Apply them in your yard in a variety of spaces including:
- Vegetable gardens
- Flower beds
- Yard perimeter
- Inside planters or flower pots
- Hang from trees or fences
Pro Tip: This type of pest control repels animals by scent only and works best in warmer weather. Heat permeates through the station and carries the odor more effectively than during cold weather.
Use as Directed
The effectiveness of any repellent is contingent on how well you follow instructions. Each product comes with a label that explains the best way to use the product, which will help you achieve better results. To get the most out of each product, carefully read the instructions each time you use the repellent.

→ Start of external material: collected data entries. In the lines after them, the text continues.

//! Identity map: the per-pass bidirectional id linkage table.
//!
//! Built fresh for every pass from linked records the pass reads and from
//! the ids the pass creates. The stores' own records stay the durable
//! source of truth for linkage; nothing here is persisted.

use std::collections::HashMap;

use thiserror::Error;

use tasklink_core::types::{EntityKind, MirrorId, SourceId};

/// Attempt to bind an id that is already bound to a different counterpart.
///
/// This is a data-integrity problem (two records claiming one counterpart),
/// never a timing gap, so it is kept apart from unresolved references.
#[derive(Debug, Clone, Error, PartialEq, Eq)]
#[error("{kind} identity conflict: {source_id} -> {mirror_id}, but {existing} is already bound")]
pub struct IdentityConflict {
    pub kind: EntityKind,
    pub source_id: SourceId,
    pub mirror_id: MirrorId,
    /// The counterpart already bound: a mirror id when `source_id` was taken,
    /// a source id when `mirror_id` was taken.
    pub existing: String,
}

/// Result of a successful [`IdentityMap::link`].
#[derive(Debug, Clone, Copy, PartialEq, Eq)]
pub enum Linked {
    New,
    AlreadyLinked,
}

#[derive(Debug, Default, Clone)]
pub struct IdentityMap {
    to_mirror: HashMap<(EntityKind, SourceId), MirrorId>,
    to_source: HashMap<(EntityKind, MirrorId), SourceId>,
}

impl IdentityMap {
    pub fn new() -> Self {
        Self::default()
    }

    /// Mirror id bound to a source id.
    pub fn mirror_of(&self, kind: EntityKind, source: &SourceId) -> Option<&MirrorId> {
        self.to_mirror.get(&(kind, source.clone()))
    }

    /// Source id bound to a mirror id.
    pub fn source_of(&self, kind: EntityKind, mirror: &MirrorId) -> Option<&SourceId> {
        self.to_source.get(&(kind, mirror.clone()))
    }

    /// Bind a pair. Relinking the same pair is a no-op; binding either side
    /// to a different counterpart fails and leaves the map untouched.
    pub fn link(
        &mut self,
        kind: EntityKind,
        source: &SourceId,
        mirror: &MirrorId,
    ) -> Result<Linked, IdentityConflict> {
        let bound_mirror = self.mirror_of(kind, source);
        let bound_source = self.source_of(kind, mirror);

        match (bound_mirror, bound_source) {
            (Some(m), Some(s)) if m == mirror && s == source => return Ok(Linked::AlreadyLinked),
            (Some(m), _) if m != mirror => {
                return Err(IdentityConflict {
                    kind,
                    source_id: source.clone(),
                    mirror_id: mirror.clone(),
                    existing: m.0.clone(),
                })
            }
            (_, Some(s)) if s != source => {
                return Err(IdentityConflict {
                    kind,
                    source_id: source.clone(),
                    mirror_id: mirror.clone(),
                    existing: s.0.clone(),
                })
            }
            _ => {}
        }

        self.to_mirror.insert((kind, source.clone()), mirror.clone());
        self.to_source.insert((kind, mirror.clone()), source.clone());
        Ok(Linked::New)
    }

    /// Replace a temporary mirror id with the id confirmed by the commit.
    ///
    /// Returns the source id that was bound to `temp`, if any.
    pub fn confirm(&mut self, kind: EntityKind, temp: &MirrorId, confirmed: &MirrorId) -> Option<SourceId> {
        let source = self.to_source.remove(&(kind, temp.clone()))?;
        self.to_mirror.insert((kind, source.clone()), confirmed.clone());
        self.to_source.insert((kind, confirmed.clone()), source.clone());
        Some(source)
    }

    /// Drop a pair whose mirror record never came into existence.
    pub fn unlink_mirror(&mut self, kind: EntityKind, mirror: &MirrorId) -> Option<SourceId> {
        let source = self.to_source.remove(&(kind, mirror.clone()))?;
        self.to_mirror.remove(&(kind, source.clone()));
        Some(source)
    }

    pub fn len(&self) -> usize {
        self.to_mirror.len()
    }

    pub fn is_empty(&self) -> bool {
        self.to_mirror.is_empty()
    }

    pub fn count(&self, kind: EntityKind) -> usize {
        self.to_mirror.keys().filter(|(k, _)| *k == kind).count()
    }
}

Keep in mind these helpful tips that will keep the process simple and effective:
- Reapply liquid and granular repellents as directed and after severe weather. Animals have a keen sense of smell and will exploit any weaknesses in your lawn’s defenses.
- Shake liquids well before use to ensure all ingredients are well mixed and ready to use.
- Apply repellents in areas where they are needed the most. Ensure that the targeted area is completely covered and protected.
Prevention is the Key to Success
Simply put, animals are attracted to areas with available food, water, and shelter/safety. By removing attractants from a yard or preventing access to them with repellents, you can limit the damage caused by these creatures and even prevent it from happening in the first place. Regularly maintain your yard to keep it less inviting for nuisance animals and to increase the effectiveness of your repellents.
Check out some of the actions you can take to make your home less appealing to unwanted critters:
- Clean up any stray food or food debris such as birdseed, fallen berries, or nuts.
- Harvest crops as early as possible. The larger the food source, the more likely it will get eaten before you can harvest it.
- Secure all trashcans or trash bags. Use a lid that fits securely to prevent animals from raiding your trash.
- Fill in abandoned animal burrows
- Keep woodpiles several inches above the ground
- Manicure your lawn. Make sure you keep your grass short, rake leaves, and pull any weeds.
- Install protection, such as mesh for planters, to inhibit access to planters and gardens.
- Trim overgrown plants and trees
Repellent Tips and Advice
- Apply repellents at the very first signs of damage. It is easier to stop nuisance animals before they have established themselves in your yard.
- When applying liquid repellents, thoroughly spray the area you want to protect. When it comes to delicious food, animals are persistent and determined. Any space left unprotected will be vulnerable to pests.
- Try a concentrated repellent if you are planning on covering a large area. With concentrates, you can mix a small amount of the product with water to get more for your money.
- Dip bulbs in a concentrated solution before planting to help prevent burrowing creatures from eating them.
- Keep experimenting with repellent placement and type. Different animals respond to different stimuli. Try sprays and granular repellents together. Change the location of your repellents to prevent animals from getting used to them.
- Adding noise makers such as wind chimes or shiny decor items can also bolster the effects of repellents by adding a visual aspect to nuisance animal prevention.
- It takes time to repel animals from a yard, especially if they are particularly persistent. It is best to use several types of repellents to keep animals on their proverbial toes. Persistence and patience are essential when it comes to preventing damage.
- Avoid homemade repellents. They are unregulated and inconsistent and may even cause harm to pets.